Response values \(y_1, \ldots, y_n\), with \(y_i \in \Re\)

Covariate vectors \(x_1, \ldots, x_n\), with \(x_i = (x_{i1}, \ldots, x_{ip})^\top \in \Re^p\)


\[ Y_i = \sum_{t = 1}^p \beta_t x_{it} + \epsilon_i \] where \(\mathop{\mathrm{E}}(\epsilon_i) = 0\) and \(\mathop{\mathrm{var}}(\epsilon_i) = \sigma^2 < \infty\)

Set of candidate models

For \(p = 30\), assuming that every model has an intercept parameter (\(x_{i1} = 1\)), the set of candidate models has about 537 million possible models, without even accounting for covariate transformations or interactions!

Logistic regression


Response values \(y_1, \ldots, y_n\), with \(y_i \in \{0, 1\}\)

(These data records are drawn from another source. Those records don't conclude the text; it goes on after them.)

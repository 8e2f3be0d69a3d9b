pub mod analysis;
pub mod config;
pub mod error;
pub mod extract;
pub mod models;

pub use analysis::{normalize, AnalysisPipeline, SkillMatcher};
pub use config::Config;
pub use error::{Error, Result};
pub use models::{AnalysisReport, MatchLabel, MatchResult};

Covariate vectors \(x_1, \ldots, x_n\), with \(x_i = (x_{i1}, \ldots, x_{ip})^\top \in \Re^p\)


\(Y_{1}, \ldots, Y_{n}\) conditionally independent with

\[ Y_i \mid x_i \sim \mathop{\mathrm{Bernoulli}}(\mu_i)\,, \quad \log \frac{\mu_i}{1 - \mu_i} = \eta_i = \sum_{t = 1}^p \beta_t x_{it} \]

Widely used for inference about covariate effects on probabilities, probability calibration, and prediction.

Set of candidate models

Same considerations as for linear regression.

Logistic regression likelihood

\[ \ell(\beta) = \sum_{i=1}^n y_i x_i^\top \beta - \sum_{i=1}^n \log\left\{1 + \exp( x_i^\top \beta)\right\} \]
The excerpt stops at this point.